---------- INFORMATION GIVEN
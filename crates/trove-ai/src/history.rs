//! Store access for the opponent.
//!
//! Persistence failures never reach the tick loop: they are logged and
//! treated as "no history".

use glam::Vec2;
use tracing::error;
use trove_common::MapId;
use trove_store::{HistoryStore, TreasureCollectionEvent};

/// Treasure positions previously collected on `map`.
///
/// Returns an empty list if the store fails.
#[must_use]
pub fn load_hotspot_points(store: &dyn HistoryStore, map: &MapId) -> Vec<Vec2> {
    match store.query_by_map(map) {
        Ok(events) => events.into_iter().map(|e| e.treasure_position).collect(),
        Err(e) => {
            error!("Failed to load treasure history for map {map}: {e}");
            Vec::new()
        }
    }
}

/// Persists a collection event. Returns whether it was saved.
pub fn record_collection(store: &mut dyn HistoryStore, event: &TreasureCollectionEvent) -> bool {
    match store.save(event) {
        Ok(()) => true,
        Err(e) => {
            error!("Failed to save treasure collection on {}: {e}", event.map_id);
            false
        }
    }
}

#[cfg(test)]
mod tests {
    use super::*;
    use trove_common::RoundNumber;
    use trove_store::{MemoryStore, StoreError, StoreResult};

    struct BrokenStore;

    impl HistoryStore for BrokenStore {
        fn save(&mut self, _event: &TreasureCollectionEvent) -> StoreResult<()> {
            Err(StoreError::Unavailable("disk on fire".to_string()))
        }

        fn query_by_map(&self, _map: &MapId) -> StoreResult<Vec<TreasureCollectionEvent>> {
            Err(StoreError::Unavailable("disk on fire".to_string()))
        }
    }

    fn event(map: &str, x: f32) -> TreasureCollectionEvent {
        TreasureCollectionEvent::new(
            RoundNumber::FIRST,
            MapId::new(map),
            Vec2::new(x, 1.0),
            Vec2::new(x, 2.0),
            false,
        )
    }

    #[test]
    fn test_load_points_for_map() {
        let store = MemoryStore::with_events(vec![event("a", 1.0), event("b", 2.0), event("a", 3.0)]);
        let points = load_hotspot_points(&store, &MapId::new("a"));
        assert_eq!(points, vec![Vec2::new(1.0, 1.0), Vec2::new(3.0, 1.0)]);
    }

    #[test]
    fn test_failing_store_is_empty() {
        assert!(load_hotspot_points(&BrokenStore, &MapId::new("a")).is_empty());
        assert!(!record_collection(&mut BrokenStore, &event("a", 1.0)));
    }

    #[test]
    fn test_record_saves() {
        let mut store = MemoryStore::new();
        assert!(record_collection(&mut store, &event("a", 1.0)));
        assert_eq!(store.len(), 1);
    }
}
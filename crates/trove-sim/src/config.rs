//! Simulator configuration.
//!
//! Read from `trove.toml` in the working directory, or from the file named
//! by `TROVE_CONFIG`. Missing or unreadable files fall back to defaults.

use serde::{Deserialize, Serialize};
use std::fs;
use std::io::{self, Write};
use std::path::{Path, PathBuf};
use tracing::{info, warn};
use trove_ai::AiConfig;
use trove_store::HISTORY_FILE;

/// Configuration file name.
const CONFIG_FILE: &str = "trove.toml";

/// Environment variable overriding the configuration path.
const CONFIG_ENV: &str = "TROVE_CONFIG";

/// Simulator configuration parameters.
#[derive(Debug, Clone, PartialEq, Serialize, Deserialize)]
#[serde(default)]
pub struct SimConfig {
    // === Logging ===
    /// Default tracing directive when `RUST_LOG` is unset
    pub log_directive: String,

    // === Rounds ===
    /// Simulation ticks per second
    pub tick_rate: u32,
    /// Number of rounds to play
    pub rounds: u32,
    /// Length of a round in seconds
    pub round_seconds: f32,
    /// Treasures scattered at round start
    pub treasures_per_round: u32,
    /// Distance at which the opponent picks up a treasure, in pixels
    pub pickup_radius: f32,
    /// Seconds between pickups by the scripted player
    pub player_collect_interval: f32,
    /// Seconds between hints offered to the opponent
    pub hint_interval: f32,

    // === Maps ===
    /// Map IDs to cycle through (empty = every built-in map)
    pub maps: Vec<String>,
    /// Seed for treasure placement and the opponent (None = random)
    pub seed: Option<u64>,

    // === Persistence ===
    /// Collection history file
    pub history_path: PathBuf,

    // === Opponent ===
    /// Opponent tuning
    pub ai: AiConfig,
}

impl Default for SimConfig {
    fn default() -> Self {
        Self {
            log_directive: "trove=info".to_string(),

            tick_rate: 60,
            rounds: 3,
            round_seconds: 120.0,
            treasures_per_round: 8,
            pickup_radius: 16.0,
            player_collect_interval: 12.0,
            hint_interval: 20.0,

            maps: Vec::new(),
            seed: None,

            history_path: PathBuf::from(HISTORY_FILE),

            ai: AiConfig::default(),
        }
    }
}

impl SimConfig {
    /// Loads configuration from `TROVE_CONFIG` or the default file.
    pub fn load() -> Self {
        Self::load_from(Self::config_path())
    }

    /// Loads configuration from a specific path.
    ///
    /// Returns defaults if the file is missing or invalid. The result is
    /// always validated.
    pub fn load_from<P: AsRef<Path>>(path: P) -> Self {
        let path = path.as_ref();

        let mut config = if path.exists() {
            match fs::read_to_string(path) {
                Ok(contents) => match toml::from_str(&contents) {
                    Ok(config) => {
                        info!("Loaded config from {}", path.display());
                        config
                    },
                    Err(e) => {
                        warn!("Failed to parse config file: {e}");
                        Self::default()
                    },
                },
                Err(e) => {
                    warn!("Failed to read config file: {e}");
                    Self::default()
                },
            }
        } else {
            info!("Config file not found, using defaults");
            Self::default()
        };

        config.validate();
        config
    }

    /// Saves configuration to a specific path.
    pub fn save_to<P: AsRef<Path>>(&self, path: P) -> io::Result<()> {
        let path = path.as_ref();

        if let Some(parent) = path.parent() {
            if !parent.as_os_str().is_empty() {
                fs::create_dir_all(parent)?;
            }
        }

        let contents = toml::to_string_pretty(self)
            .map_err(|e| io::Error::new(io::ErrorKind::InvalidData, e))?;

        let mut file = fs::File::create(path)?;
        file.write_all(contents.as_bytes())?;

        info!("Saved config to {}", path.display());
        Ok(())
    }

    /// Configuration file path: `TROVE_CONFIG` if set, else `trove.toml`.
    pub fn config_path() -> PathBuf {
        std::env::var_os(CONFIG_ENV).map_or_else(|| PathBuf::from(CONFIG_FILE), PathBuf::from)
    }

    /// Validate and clamp configuration values to sensible ranges.
    pub fn validate(&mut self) {
        if self.log_directive.trim().is_empty() {
            self.log_directive = "trove=info".to_string();
        }

        // Rounds
        self.tick_rate = self.tick_rate.clamp(1, 1000);
        self.rounds = self.rounds.clamp(1, 1000);
        self.round_seconds = self.round_seconds.clamp(1.0, 3600.0);
        self.treasures_per_round = self.treasures_per_round.clamp(1, 1000);
        self.pickup_radius = self.pickup_radius.clamp(1.0, 256.0);
        self.player_collect_interval = self.player_collect_interval.clamp(0.5, 3600.0);
        self.hint_interval = self.hint_interval.clamp(0.5, 3600.0);

        self.ai.validate();
    }

    /// Fixed tick length in seconds.
    #[must_use]
    pub fn tick_seconds(&self) -> f32 {
        1.0 / self.tick_rate as f32
    }

    /// Ticks in one full round.
    #[must_use]
    pub fn ticks_per_round(&self) -> u32 {
        (self.round_seconds * self.tick_rate as f32).ceil() as u32
    }
}
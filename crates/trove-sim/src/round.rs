//! One round of treasure hunting on a single map.
//!
//! The round stands in for the host game: it scatters treasures, lets a
//! scripted player pick them up on a timer, feeds the opponent hints, and
//! persists every pickup to the history store.

use anyhow::{bail, Result};
use fastrand::Rng;
use glam::Vec2;
use std::fmt;
use tracing::{debug, info};
use trove_ai::{record_collection, AiEvent, Opponent, Steerable};
use trove_common::{MapId, RoundNumber};
use trove_nav::{GridNode, MapDescriptor, NavGraph};
use trove_store::{HistoryStore, TreasureCollectionEvent};

use crate::config::SimConfig;

/// Counts of opponent events seen during a round.
#[derive(Debug, Clone, Copy, Default, PartialEq, Eq)]
pub struct EventTally {
    /// Targets assigned
    pub targets_changed: u32,
    /// Targets reached
    pub targets_reached: u32,
    /// Paths planned
    pub paths_computed: u32,
    /// Targets with no route
    pub unreachable: u32,
    /// Stuck recoveries
    pub stuck_recoveries: u32,
    /// Hints followed
    pub hints_followed: u32,
    /// Hint follows that timed out
    pub hints_abandoned: u32,
    /// Hotspots learned at runtime
    pub hotspots_added: u32,
    /// Speed boosts started
    pub boosts: u32,
}

impl EventTally {
    /// Counts one event.
    pub fn observe(&mut self, event: &AiEvent) {
        match event {
            AiEvent::TargetChanged { .. } => self.targets_changed += 1,
            AiEvent::TargetReached { .. } => self.targets_reached += 1,
            AiEvent::PathComputed { .. } => self.paths_computed += 1,
            AiEvent::PathUnreachable { .. } => self.unreachable += 1,
            AiEvent::StuckRecovered { .. } => self.stuck_recoveries += 1,
            AiEvent::HintMatched { .. } => self.hints_followed += 1,
            AiEvent::HintAbandoned { .. } => self.hints_abandoned += 1,
            AiEvent::HotspotAdded { .. } => self.hotspots_added += 1,
            AiEvent::BoostStarted { .. } => self.boosts += 1,
            AiEvent::BoostEnded => {}
        }
    }
}

impl fmt::Display for EventTally {
    fn fmt(&self, f: &mut fmt::Formatter<'_>) -> fmt::Result {
        write!(
            f,
            "targets {} reached {} paths {} unreachable {} stuck {} hints {}/{} hotspots {} boosts {}",
            self.targets_changed,
            self.targets_reached,
            self.paths_computed,
            self.unreachable,
            self.stuck_recoveries,
            self.hints_followed,
            self.hints_abandoned,
            self.hotspots_added,
            self.boosts
        )
    }
}

/// Outcome of a finished round.
#[derive(Debug, Clone, PartialEq)]
pub struct RoundSummary {
    /// Round number
    pub round: RoundNumber,
    /// Map played
    pub map_id: MapId,
    /// Ticks simulated
    pub ticks: u32,
    /// Treasures the opponent picked up
    pub ai_collected: u32,
    /// Treasures the scripted player picked up
    pub player_collected: u32,
    /// Treasures left on the map
    pub remaining: u32,
    /// Pickups written to the store
    pub persisted: u32,
    /// Opponent events seen
    pub events: EventTally,
}

/// Mutable state of a round in progress.
struct RoundState<'a> {
    round: RoundNumber,
    map: &'a MapDescriptor,
    store: &'a mut dyn HistoryStore,
    treasures: Vec<Vec2>,
    ai_collected: u32,
    player_collected: u32,
    persisted: u32,
}

impl RoundState<'_> {
    fn collect(&mut self, opponent: &mut Opponent, index: usize, by_player: bool) {
        let treasure = self.treasures.swap_remove(index);
        let collector = if by_player {
            self.player_collected += 1;
            treasure
        } else {
            self.ai_collected += 1;
            opponent.add_score(1);
            opponent.agent().position()
        };
        opponent.notify_treasure_collected(treasure, by_player);

        let event = TreasureCollectionEvent::new(
            self.round,
            self.map.id.clone(),
            treasure,
            collector,
            by_player,
        );
        if record_collection(self.store, &event) {
            self.persisted += 1;
        }
        debug!(
            "Treasure at ({:.0}, {:.0}) collected by {}",
            treasure.x,
            treasure.y,
            if by_player { "player" } else { "opponent" }
        );
    }
}

/// Picks `count` distinct interior floor cells, never `spawn`.
fn scatter_treasures(graph: &NavGraph, spawn: Vec2, count: u32, rng: &mut Rng) -> Vec<Vec2> {
    let geometry = graph.geometry();
    let mut spots: Vec<Vec2> = graph
        .nodes()
        .iter()
        .filter(|n| !n.cell().is_border(geometry.grid_width, geometry.grid_height))
        .map(GridNode::center)
        .filter(|c| *c != spawn)
        .collect();
    rng.shuffle(&mut spots);
    spots.truncate(count as usize);
    spots
}

/// Plays one round of `map` with `opponent`.
///
/// Returns an error only if the map has no walkable cells.
pub fn run_round(
    config: &SimConfig,
    map: &MapDescriptor,
    round: RoundNumber,
    opponent: &mut Opponent,
    store: &mut dyn HistoryStore,
    rng: &mut Rng,
) -> Result<RoundSummary> {
    let graph = NavGraph::build(&map.tiles, map.geometry());
    let Some(spawn) = graph.random_walkable_node(rng).map(|n| n.center()) else {
        bail!("Map {} has no walkable cells", map.id);
    };
    let treasures = scatter_treasures(&graph, spawn, config.treasures_per_round, rng);
    info!(
        "Round {round} on {} ({}): {} treasures",
        map.id,
        map.name,
        treasures.len()
    );

    opponent.reset_round(spawn);
    opponent.bind_navigation(graph);
    opponent.load_map(map, store);

    let mut state = RoundState {
        round,
        map,
        store,
        treasures,
        ai_collected: 0,
        player_collected: 0,
        persisted: 0,
    };
    let mut events = EventTally::default();
    let mut player_timer = 0.0_f32;
    let mut hint_timer = 0.0_f32;
    let dt = config.tick_seconds();
    let mut ticks = 0;

    for _ in 0..config.ticks_per_round() {
        ticks += 1;
        let report = opponent.update(dt, &map.tiles);

        if let Some(index) = state
            .treasures
            .iter()
            .position(|t| t.distance(report.position) <= config.pickup_radius)
        {
            state.collect(opponent, index, false);
        }

        player_timer += dt;
        if player_timer >= config.player_collect_interval && !state.treasures.is_empty() {
            player_timer = 0.0;
            let index = rng.usize(..state.treasures.len());
            state.collect(opponent, index, true);
        }

        hint_timer += dt;
        if hint_timer >= config.hint_interval && !state.treasures.is_empty() {
            hint_timer = 0.0;
            let treasure = state.treasures[rng.usize(..state.treasures.len())];
            if let Some(landmark) = map.nearest_landmark(treasure) {
                debug!("Hinting at {}", landmark.name);
                opponent.offer_hint(format!("Something glitters near the {}", landmark.name));
            }
        }

        for event in opponent.drain_events() {
            events.observe(&event);
        }

        if state.treasures.is_empty() {
            break;
        }
    }

    let summary = RoundSummary {
        round,
        map_id: map.id.clone(),
        ticks,
        ai_collected: state.ai_collected,
        player_collected: state.player_collected,
        remaining: u32::try_from(state.treasures.len()).unwrap_or(u32::MAX),
        persisted: state.persisted,
        events,
    };
    info!(
        "Round {round} over: opponent {} / player {} ({} left)",
        summary.ai_collected,
        summary.player_collected,
        summary.remaining
    );
    Ok(summary)
}
//! # Trove Nav
//!
//! Map-side navigation for Trove.
//!
//! This crate turns a continuous, tile-based world into something an agent
//! can plan over:
//! - Walkability predicate and map geometry contracts
//! - ASCII tile maps and an explicit map registry with landmarks
//! - Navigation graph of walkable cells with cardinal connectivity
//! - A* pathfinding over the navigation graph
//! - Paths with a progress cursor

#![warn(missing_docs)]
#![warn(clippy::all)]
#![deny(clippy::unwrap_used)]

pub mod astar;
pub mod error;
pub mod graph;
pub mod map;
pub mod path;
pub mod tilemap;
pub mod walkable;

/// Prelude for convenient imports
pub mod prelude {
    pub use crate::astar::*;
    pub use crate::error::*;
    pub use crate::graph::*;
    pub use crate::map::*;
    pub use crate::path::*;
    pub use crate::tilemap::*;
    pub use crate::walkable::*;
}

pub use prelude::*;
--------------------
WHAT IS BEING ASKED
Copy each line above where "PartialEq" appears.

EXERCISE OUTPUT
#[derive(Debug, Clone, PartialEq, Serialize, Deserialize)]
#[derive(Debug, Clone, Copy, Default, PartialEq, Eq)]
#[derive(Debug, Clone, PartialEq)]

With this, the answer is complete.